![image](https://raw.githubusercontent.com/IBM/watson-machine-learning-samples/master/cloud/notebooks/headers/watsonx-Prompt_Lab-Notebook.png)
# Use watsonx, and `meta-llama/llama-3-2-11b-vision-instruct` model for image processing to generate a description of the IBM logo

#### Disclaimers

- Use only Projects and Spaces that are available in watsonx context.


## Notebook content

This notebook provides a detailed demonstration of the steps and code required to showcase support for Chat models.

Some familiarity with Python is helpful.
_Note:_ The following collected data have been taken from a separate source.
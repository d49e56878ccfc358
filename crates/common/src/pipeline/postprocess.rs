//! Post-processing of translated metadata into record metadata, and the
//! reverse clean-up used when a record is loaded back into a draft

use crate::config::SiteConfig;
use crate::db::models::{Grant, License};
use crate::deposit::firerole::Firerole;
use crate::deposit::Actor;
use crate::storage::ObjectInfo;
use crate::validators::is_blank;
use chrono::NaiveDate;
use serde_json::{json, Map, Value};
use std::collections::{BTreeSet, HashMap, HashSet};

pub const LICENSE_SOURCE: &str = "opendefinition.org";

/// `url[].relation` of a migrated conference URL
pub const CONFERENCE_URL: &str = "conference";

/// Keys owned by the pipeline, never part of a draft
const SYSTEM_KEYS: &[&str] = &[
    "_oai",
    "_files",
    "_buckets",
    "_deposit",
    "_internal",
    "owner",
    "owners",
    "recid",
    "conceptrecid",
    "conceptdoi",
    "provisional_communities",
];

/// Inputs resolved from the knowledge base before post-processing
pub struct PostprocessContext<'a> {
    pub site: &'a SiteConfig,
    pub owner: &'a Actor,
    pub depid: i32,
    pub license: Option<&'a License>,
    pub grants: &'a HashMap<String, Grant>,
    /// Communities that need no curation request
    pub accepted: &'a HashSet<String>,
}

fn strings(value: Option<&Value>) -> Vec<String> {
    value
        .and_then(Value::as_array)
        .map(|items| items.iter().filter_map(Value::as_str).map(String::from).collect())
        .unwrap_or_default()
}

/// Submitter block stored with the SIP
pub fn owner_block(owner: &Actor, depid: i32) -> Value {
    json!({
        "email": owner.email,
        "username": owner.username.clone().unwrap_or_default(),
        "id": owner.user_id,
        "deposition_id": depid,
    })
}

/// Zero padded ordinal so that files sort back into upload order
pub fn file_comment(index: usize, count: usize) -> String {
    let width = count.to_string().len();
    format!("{:0width$}", index, width = width)
}

/// Restriction rule for the files of a record
pub fn file_firerole(metadata: &Value, owner_email: &str) -> Firerole {
    let access_right = metadata.get("access_right").and_then(Value::as_str).unwrap_or("closed");
    let embargo = metadata
        .get("embargo_date")
        .and_then(Value::as_str)
        .and_then(|d| NaiveDate::parse_from_str(d, "%Y-%m-%d").ok());
    Firerole::for_access(access_right, owner_email, embargo)
}

/// File list entries carrying restriction and ordering comment
pub fn file_entries(files: &[ObjectInfo], restriction: &Firerole) -> Vec<Value> {
    let restriction = restriction.to_string();
    files
        .iter()
        .enumerate()
        .map(|(i, f)| {
            json!({
                "bucket": f.bucket_id.to_string(),
                "key": f.key,
                "version_id": f.version_id.to_string(),
                "file_id": f.file_id.to_string(),
                "size": f.size,
                "checksum": f.checksum,
                "restriction": restriction,
                "comment": file_comment(i, files.len()),
            })
        })
        .collect()
}

/// Turn translated draft metadata into record metadata
pub fn postprocess(nested: Value, ctx: &PostprocessContext<'_>) -> Value {
    let Value::Object(mut meta) = nested else {
        return nested;
    };
    for key in SYSTEM_KEYS {
        meta.remove(*key);
    }
    meta.remove("prereserve_doi");

    // Communities
    let requested: BTreeSet<String> = strings(meta.get("communities")).into_iter().collect();
    let (accepted, mut provisional): (BTreeSet<String>, BTreeSet<String>) =
        requested.into_iter().partition(|c| ctx.accepted.contains(c));
    let has_grants = meta.get("grants").map(|g| !is_blank(g)).unwrap_or(false);
    provisional.insert(ctx.site.curation_community.clone());
    if has_grants {
        provisional.insert(ctx.site.ec_funded_community.clone());
    }
    if accepted.is_empty() {
        meta.remove("communities");
    } else {
        meta.insert("communities".into(), json!(accepted));
    }
    meta.insert("provisional_communities".into(), json!(provisional));

    // License
    let open = matches!(
        meta.get("access_right").and_then(Value::as_str),
        Some("open") | Some("embargoed")
    );
    match (open, ctx.license) {
        (true, Some(license)) => {
            meta.insert(
                "license".into(),
                json!({
                    "identifier": license.id,
                    "license": license.title,
                    "source": LICENSE_SOURCE,
                    "url": license.url.clone().unwrap_or_default(),
                }),
            );
        }
        (true, None) => {}
        (false, _) => {
            meta.remove("license");
        }
    }

    // Grants
    if let Some(Value::Array(grants)) = meta.remove("grants") {
        let grants: Vec<Value> = grants
            .iter()
            .filter_map(Value::as_str)
            .map(|id| match ctx.grants.get(id) {
                Some(grant) => json!({"title": grant.display_title(), "identifier": id}),
                None => json!({"identifier": id}),
            })
            .collect();
        if !grants.is_empty() {
            meta.insert("grants".into(), Value::Array(grants));
        }
    }

    // Conference URL
    let conference_url = meta
        .get_mut("meetings")
        .and_then(Value::as_object_mut)
        .and_then(|m| m.remove("url"));
    if let Some(Value::String(url)) = conference_url {
        let urls = meta.entry("url").or_insert_with(|| Value::Array(Vec::new()));
        if let Value::Array(urls) = urls {
            urls.push(json!({"url": url, "relation": CONFERENCE_URL}));
        }
    }
    if meta.get("meetings").map(is_blank).unwrap_or(false) {
        meta.remove("meetings");
    }

    filter_empty(&mut meta);
    meta.insert("owners".into(), json!([ctx.owner.user_id]));
    Value::Object(meta)
}

fn filter_empty(meta: &mut Map<String, Value>) {
    fn retain(list: Option<&mut Value>, keep: impl Fn(&Value) -> bool) {
        if let Some(Value::Array(items)) = list {
            items.retain(|item| keep(item));
        }
    }
    let named = |p: &Value| p.get("name").map(|n| !is_blank(n)).unwrap_or(false);

    retain(meta.get_mut("creators"), named);
    retain(meta.get_mut("contributors"), named);
    retain(meta.get_mut("keywords"), |k| !is_blank(k));
    retain(
        meta.get_mut("thesis").and_then(|t| t.get_mut("supervisors")),
        named,
    );
    retain(meta.get_mut("related_identifiers"), |r| {
        r.get("identifier").map(|i| !is_blank(i)).unwrap_or(false)
    });

    let blank: Vec<String> = meta
        .iter()
        .filter(|(_, v)| matches!(v, Value::Array(a) if a.is_empty()))
        .map(|(k, _)| k.clone())
        .collect();
    for key in blank {
        meta.remove(&key);
    }
}

/// Reduce record metadata to what the deposit form edits (nested shape)
pub fn strip_for_draft(record: &Value, site: &SiteConfig) -> Value {
    let Some(source) = record.as_object() else {
        return record.clone();
    };
    let mut meta = source.clone();

    let mut communities: BTreeSet<String> = strings(meta.get("communities")).into_iter().collect();
    communities.extend(strings(meta.get("provisional_communities")));
    communities.remove(&site.curation_community);
    communities.remove(&site.ec_funded_community);

    for key in SYSTEM_KEYS {
        meta.remove(*key);
    }
    if communities.is_empty() {
        meta.remove("communities");
    } else {
        meta.insert("communities".into(), json!(communities));
    }

    if let Some(Value::Array(urls)) = meta.remove("url") {
        let (conference, rest): (Vec<Value>, Vec<Value>) = urls
            .into_iter()
            .partition(|u| u.get("relation").and_then(Value::as_str) == Some(CONFERENCE_URL));
        if let Some(url) = conference.first().and_then(|u| u.get("url")).cloned() {
            let meetings = meta.entry("meetings").or_insert_with(|| Value::Object(Map::new()));
            if let Value::Object(meetings) = meetings {
                meetings.insert("url".into(), url);
            }
        }
        if !rest.is_empty() {
            meta.insert("url".into(), Value::Array(rest));
        }
    }

    Value::Object(meta)
}

#[cfg(test)]
mod tests {
    use super::*;
    use crate::translator::{legacy_to_nested, nested_to_legacy};

    fn actor() -> Actor {
        Actor::user(3, "owner@example.org")
    }

    fn grant() -> Grant {
        Grant {
            id: "283595".into(),
            acronym: Some("OpenAIREplus".into()),
            title: "2nd-Generation Open Access Infrastructure".into(),
            funder: None,
        }
    }

    fn license() -> License {
        License {
            id: "cc-by".into(),
            title: "Creative Commons Attribution 4.0".into(),
            url: Some("https://creativecommons.org/licenses/by/4.0/".into()),
            is_open: true,
        }
    }

    #[test]
    fn test_file_comment() {
        assert_eq!(file_comment(0, 1), "0");
        assert_eq!(file_comment(3, 12), "03");
        assert_eq!(file_comment(7, 100), "007");
    }

    #[test]
    fn test_postprocess() {
        let site = SiteConfig::default();
        let owner = actor();
        let grants = HashMap::from([("283595".to_string(), grant())]);
        let accepted = HashSet::from(["mine".to_string()]);
        let license = license();
        let ctx = PostprocessContext {
            site: &site,
            owner: &owner,
            depid: 5,
            license: Some(&license),
            grants: &grants,
            accepted: &accepted,
        };

        let legacy = json!({
            "title": "T",
            "access_right": "open",
            "license": "cc-by",
            "communities": [{"identifier": "mine"}, {"identifier": "theirs"}],
            "grants": [{"id": "283595"}],
            "conference_title": "Conf",
            "conference_url": "https://conf.example.org",
            "keywords": ["a", ""],
            "creators": [{"name": "Doe, John"}, {"name": ""}]
        });
        let out = postprocess(legacy_to_nested(&legacy), &ctx);

        assert_eq!(out["communities"], json!(["mine"]));
        assert_eq!(out["provisional_communities"], json!(["ecfunded", "theirs", "zenodo"]));
        assert_eq!(out["license"]["license"], "Creative Commons Attribution 4.0");
        assert_eq!(out["license"]["source"], LICENSE_SOURCE);
        assert_eq!(
            out["grants"],
            json!([{"title": "OpenAIREplus - 2nd-Generation Open Access Infrastructure (283595)", "identifier": "283595"}])
        );
        assert_eq!(out["url"], json!([{"url": "https://conf.example.org", "relation": "conference"}]));
        assert!(out["meetings"].get("url").is_none());
        assert_eq!(out["keywords"], json!(["a"]));
        assert_eq!(out["creators"].as_array().unwrap().len(), 1);
        assert_eq!(out["owners"], json!([3]));
    }

    #[test]
    fn test_closed_access_drops_license() {
        let site = SiteConfig::default();
        let owner = actor();
        let grants = HashMap::new();
        let accepted = HashSet::new();
        let license = license();
        let ctx = PostprocessContext {
            site: &site,
            owner: &owner,
            depid: 5,
            license: Some(&license),
            grants: &grants,
            accepted: &accepted,
        };

        let out = postprocess(json!({"access_right": "closed", "license": {"identifier": "cc-by"}}), &ctx);
        assert!(out.get("license").is_none());
        assert_eq!(out["provisional_communities"], json!(["zenodo"]));
    }

    #[test]
    fn test_strip_for_draft_restores_form_fields() {
        let site = SiteConfig::default();
        let record = json!({
            "recid": 5,
            "doi": "10.5281/zenodo.5",
            "title": "T",
            "communities": ["mine"],
            "provisional_communities": ["theirs", "zenodo"],
            "license": {"identifier": "cc-by", "license": "CC BY", "source": LICENSE_SOURCE, "url": ""},
            "url": [{"url": "https://conf.example.org", "relation": "conference"}],
            "meetings": {"title": "Conf"},
            "_oai": {"id": "oai:zenodo.org:5"},
            "_files": [],
            "owners": [3]
        });

        let legacy = nested_to_legacy(&strip_for_draft(&record, &site));
        assert_eq!(
            legacy,
            json!({
                "doi": "10.5281/zenodo.5",
                "title": "T",
                "communities": [{"identifier": "mine"}, {"identifier": "theirs"}],
                "license": "cc-by",
                "conference_title": "Conf",
                "conference_url": "https://conf.example.org"
            })
        );
    }

    #[test]
    fn test_file_entries() {
        let files = vec![ObjectInfo {
            bucket_id: uuid::Uuid::nil(),
            version_id: uuid::Uuid::nil(),
            file_id: uuid::Uuid::nil(),
            key: "test-1.txt".into(),
            size: 10,
            checksum: "sha256:ab".into(),
            position: 0,
        }];
        let role = file_firerole(&json!({"access_right": "embargoed", "embargo_date": "2099-01-01"}), "o@x.org");
        let entries = file_entries(&files, &role);
        assert_eq!(
            entries[0]["restriction"],
            "firerole: allow email \"o@x.org\"\ndeny until \"2099-01-01\"\nallow any"
        );
        assert_eq!(entries[0]["comment"], "0");
    }
}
This notebook uses Python 3.11.


## Learning goal

The purpose of this notebook is to demonstrate how to use watsonx.ai Chat models with images processing.


## Table of Contents

This notebook contains the following parts:

- [Setup](#setup)
- [Prepare the data image](#image)
- [Work with Foundation Models on watsonx](#models)
- [Use the chat to answer a question about the image](#predict)
- [Summary](#summary)

<a id="setup"></a>
## Set up the environment

Before you use the sample code in this notebook, you must perform the following setup tasks:

-  Create a <a href="https://cloud.ibm.com/catalog/services/watsonxai-runtime" target="_blank" rel="noopener no referrer">watsonx.ai Runtime Service</a> instance (a free plan is offered and information about how to create the instance can be found <a href="https://dataplatform.cloud.ibm.com/docs/content/wsj/getting-started/wml-plans.html?context=wx&audience=wdp" target="_blank" rel="noopener no referrer">here</a>).

### Install and import the `datasets` and dependencies

In [None]:
!pip install wget | tail -n 1
!pip install -U "ibm_watsonx_ai>=1.1.14" | tail -n 1

### Define the watsonx.ai credentials
Use the code cell below to define the watsonx.ai credentials that are required to work with watsonx Foundation Model inferencing.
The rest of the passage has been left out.